細胞的生長從培養48 h開始，腎小管節段周圍可見卵圓形上皮樣細胞長出，圍繞腎小管呈島嶼狀向四周逐漸增大，見圖1。第5－6 d基本鋪滿培養瓶底部，細胞形態為多邊鵝卵石樣，體積較大、鏡下透明度及折光性強，各細胞互相緊密相靠，可見融合成片及復層生長。經胰酶消化傳代后，腎小管上皮細胞以單個細胞貼壁并呈對數生長，符合上皮細胞生長特性。

細胞爬片行免疫細胞化學染色顯示，CK18均呈棕黃色、α－SMA未見陽性染色表示其為腎小管上皮細胞，見圖2。

2 免疫細胞化學顯示BMP－7和FN蛋白的表達

免疫細胞化學顯示，BMP－7主要表達于對照組腎小管上皮細胞胞漿，高糖組BMP－7的表達顯著減少，SB202190處理組表達則較高糖組明顯增多，與高滲組比較無顯著差異。對照組有少量FN蛋白表達，高糖組較對照組顯著升高，SB202190處理組與高糖組比較顯著減少，高滲組與對照組相比無顯著差異，見圖3。

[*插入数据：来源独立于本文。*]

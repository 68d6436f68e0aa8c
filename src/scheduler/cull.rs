//! Frustum culling over a bounding-volume hierarchy.
//!
//! The scheduler builds one [`Bvh`] over the cullable renderables during
//! warm-up and queries it per camera each frame. Cameras with culling
//! disabled bypass the query and draw everything.

use glam::{Mat4, Vec3, Vec4, Vec4Swizzles};

/// Renderables per leaf before the median split stops recursing.
const LEAF_THRESHOLD: usize = 4;

/// Axis-aligned bounding box.
#[derive(Debug, Clone, Copy, PartialEq)]
pub struct Aabb {
    /// Minimum corner.
    pub min: Vec3,
    /// Maximum corner.
    pub max: Vec3,
}

impl Aabb {
    /// Create a box from its corners.
    pub fn new(min: Vec3, max: Vec3) -> Self {
        Self { min, max }
    }

    /// The smallest box enclosing both.
    pub fn merge(&self, other: &Aabb) -> Aabb {
        Aabb {
            min: self.min.min(other.min),
            max: self.max.max(other.max),
        }
    }

    /// Center point.
    pub fn center(&self) -> Vec3 {
        (self.min + self.max) * 0.5
    }

    /// Edge lengths.
    pub fn size(&self) -> Vec3 {
        self.max - self.min
    }
}

/// View frustum as six inward-facing planes.
#[derive(Debug, Clone, Copy)]
pub struct Frustum {
    planes: [Vec4; 6],
}

impl Frustum {
    /// Extract the six planes from a view-projection matrix
    /// (Gribb-Hartmann).
    pub fn from_view_projection(view_projection: &Mat4) -> Self {
        let r0 = view_projection.row(0);
        let r1 = view_projection.row(1);
        let r2 = view_projection.row(2);
        let r3 = view_projection.row(3);
        let mut planes = [
            r3 + r0, // left
            r3 - r0, // right
            r3 + r1, // bottom
            r3 - r1, // top
            r3 + r2, // near
            r3 - r2, // far
        ];
        for plane in &mut planes {
            let length = plane.xyz().length();
            if length > f32::EPSILON {
                *plane /= length;
            }
        }
        Self { planes }
    }

    /// Check whether a box touches the frustum (p-vertex test; conservative
    /// on plane corners).
    pub fn intersects(&self, aabb: &Aabb) -> bool {
        for plane in &self.planes {
            // The box corner furthest along the plane normal.
            let p = Vec3::new(
                if plane.x >= 0.0 { aabb.max.x } else { aabb.min.x },
                if plane.y >= 0.0 { aabb.max.y } else { aabb.min.y },
                if plane.z >= 0.0 { aabb.max.z } else { aabb.min.z },
            );
            if plane.xyz().dot(p) + plane.w < 0.0 {
                return false;
            }
        }
        true
    }
}

#[derive(Debug)]
enum BvhNodeKind {
    /// Child node indices.
    Inner { left: u32, right: u32 },
    /// Item ids and their bounds stored directly.
    Leaf { items: Vec<(u32, Aabb)> },
}

#[derive(Debug)]
struct BvhNode {
    bounds: Aabb,
    kind: BvhNodeKind,
}

/// Bounding-volume hierarchy built by median split over bound-sorted order.
#[derive(Debug, Default)]
pub struct Bvh {
    nodes: Vec<BvhNode>,
    root: Option<u32>,
}

impl Bvh {
    /// Build a hierarchy over `(id, bounds)` pairs.
    pub fn build(items: &[(u32, Aabb)]) -> Self {
        let mut bvh = Self::default();
        if items.is_empty() {
            return bvh;
        }
        let mut order: Vec<usize> = (0..items.len()).collect();
        let root = bvh.build_node(items, &mut order);
        bvh.root = Some(root);
        bvh
    }

    fn build_node(&mut self, items: &[(u32, Aabb)], order: &mut [usize]) -> u32 {
        let bounds = order
            .iter()
            .map(|&index| items[index].1)
            .reduce(|a, b| a.merge(&b))
            .unwrap_or(Aabb::new(Vec3::ZERO, Vec3::ZERO));

        if order.len() <= LEAF_THRESHOLD {
            let index = self.nodes.len() as u32;
            self.nodes.push(BvhNode {
                bounds,
                kind: BvhNodeKind::Leaf {
                    items: order.iter().map(|&index| items[index]).collect(),
                },
            });
            return index;
        }

        // Split at the median along the longest axis of the node bounds.
        let size = bounds.size();
        let axis = if size.x >= size.y && size.x >= size.z {
            0
        } else if size.y >= size.z {
            1
        } else {
            2
        };
        order.sort_by(|&a, &b| {
            let ca = items[a].1.center()[axis];
            let cb = items[b].1.center()[axis];
            ca.partial_cmp(&cb).unwrap_or(std::cmp::Ordering::Equal)
        });
        let mid = order.len() / 2;
        let (left_order, right_order) = order.split_at_mut(mid);
        let left = self.build_node(items, left_order);
        let right = self.build_node(items, right_order);

        let index = self.nodes.len() as u32;
        self.nodes.push(BvhNode {
            bounds,
            kind: BvhNodeKind::Inner { left, right },
        });
        index
    }

    /// Collect the ids of items whose bounds touch the frustum.
    ///
    /// Failing inner nodes prune their whole subtree; surviving leaves test
    /// each item individually.
    pub fn query(&self, frustum: &Frustum, out: &mut Vec<u32>) {
        if let Some(root) = self.root {
            self.query_node(root, frustum, out);
        }
    }

    fn query_node(&self, node: u32, frustum: &Frustum, out: &mut Vec<u32>) {
        let node = &self.nodes[node as usize];
        if !frustum.intersects(&node.bounds) {
            return;
        }
        match &node.kind {
            BvhNodeKind::Inner { left, right } => {
                self.query_node(*left, frustum, out);
                self.query_node(*right, frustum, out);
            }
            BvhNodeKind::Leaf { items } => {
                for (id, bounds) in items {
                    if frustum.intersects(bounds) {
                        out.push(*id);
                    }
                }
            }
        }
    }

    /// Check if the hierarchy holds no items.
    pub fn is_empty(&self) -> bool {
        self.root.is_none()
    }
}

#[cfg(test)]
mod tests {
    use super::*;

    fn unit_box_at(x: f32) -> Aabb {
        Aabb::new(Vec3::new(x, 0.0, 0.0), Vec3::new(x + 1.0, 1.0, 1.0))
    }

    fn ortho_frustum(left: f32, right: f32) -> Frustum {
        let view_projection = Mat4::orthographic_rh(left, right, -10.0, 10.0, -10.0, 10.0);
        Frustum::from_view_projection(&view_projection)
    }

    #[test]
    fn test_aabb_merge_and_center() {
        let a = unit_box_at(0.0);
        let b = unit_box_at(4.0);
        let merged = a.merge(&b);
        assert_eq!(merged.min, Vec3::new(0.0, 0.0, 0.0));
        assert_eq!(merged.max, Vec3::new(5.0, 1.0, 1.0));
        assert_eq!(merged.center(), Vec3::new(2.5, 0.5, 0.5));
    }

    #[test]
    fn test_frustum_selects_single_item() {
        // Ten pairwise-disjoint boxes along the x axis.
        let items: Vec<(u32, Aabb)> = (0..10).map(|i| (i, unit_box_at(i as f32 * 3.0))).collect();
        let bvh = Bvh::build(&items);

        // A frustum covering only item 4's box: its leaf survives the
        // node test but only one stored item passes the per-item test.
        let frustum = ortho_frustum(11.5, 13.5);
        let mut visible = Vec::new();
        bvh.query(&frustum, &mut visible);
        assert_eq!(visible, vec![4]);
    }

    #[test]
    fn test_frustum_excluding_everything() {
        let items: Vec<(u32, Aabb)> = (0..10).map(|i| (i, unit_box_at(i as f32 * 3.0))).collect();
        let bvh = Bvh::build(&items);

        let frustum = ortho_frustum(100.0, 200.0);
        let mut visible = Vec::new();
        bvh.query(&frustum, &mut visible);
        assert!(visible.is_empty());
    }

    #[test]
    fn test_frustum_containing_everything() {
        let items: Vec<(u32, Aabb)> = (0..10).map(|i| (i, unit_box_at(i as f32 * 3.0))).collect();
        let bvh = Bvh::build(&items);

        let frustum = ortho_frustum(-100.0, 100.0);
        let mut visible = Vec::new();
        bvh.query(&frustum, &mut visible);
        visible.sort_unstable();
        assert_eq!(visible, (0..10).collect::<Vec<_>>());
    }

    #[test]
    fn test_empty_bvh() {
        let bvh = Bvh::build(&[]);
        assert!(bvh.is_empty());
        let mut visible = Vec::new();
        bvh.query(&ortho_frustum(-1.0, 1.0), &mut visible);
        assert!(visible.is_empty());
    }
}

Figure 1.Morphology of primary renal tubular epithelial cells(3 rd day of incubation，×200).圖1 原代培養腎小管上皮細胞活體觀察

Figure 2.The expression of CK18 and α － SMA proteins in primary renal tubular epithelial cells(SABC，×400).A:CK18;B:α －SMA.圖2 免疫細胞化學顯示CK18和α－SMA在腎小管上皮細胞的表達

Figure 3.Immunocytochemistry shows the expression of BMP－7 and FN protein in primary renal tubular epithelial cells from control(A)，high glucose(B)，SB202190－treated(C)and D－mannitol(D)groups(SABC，×400).圖3 免疫細胞化學顯示BMP－7和FN在腎小管上皮細胞中的表達

3 Western blotting顯示p38MAPK和p－p38MAPK蛋白表達

Western blotting結果顯示在培養的腎小管上皮細胞，對照組有少量 p38MAPK表達，p－p38MAPK基本沒有表達。高糖刺激72 h后，總p38MAPK和p－p38MAPK蛋白表達明顯增加(P＜0.05)，SB202190處理組總p38MAPK的變化不大，而pp38MAPK的表達卻顯著降低，較高糖組減少約80%(P＜0.05)，表明 SB202190能有效抑制 p38MAPK磷酸化，見圖4。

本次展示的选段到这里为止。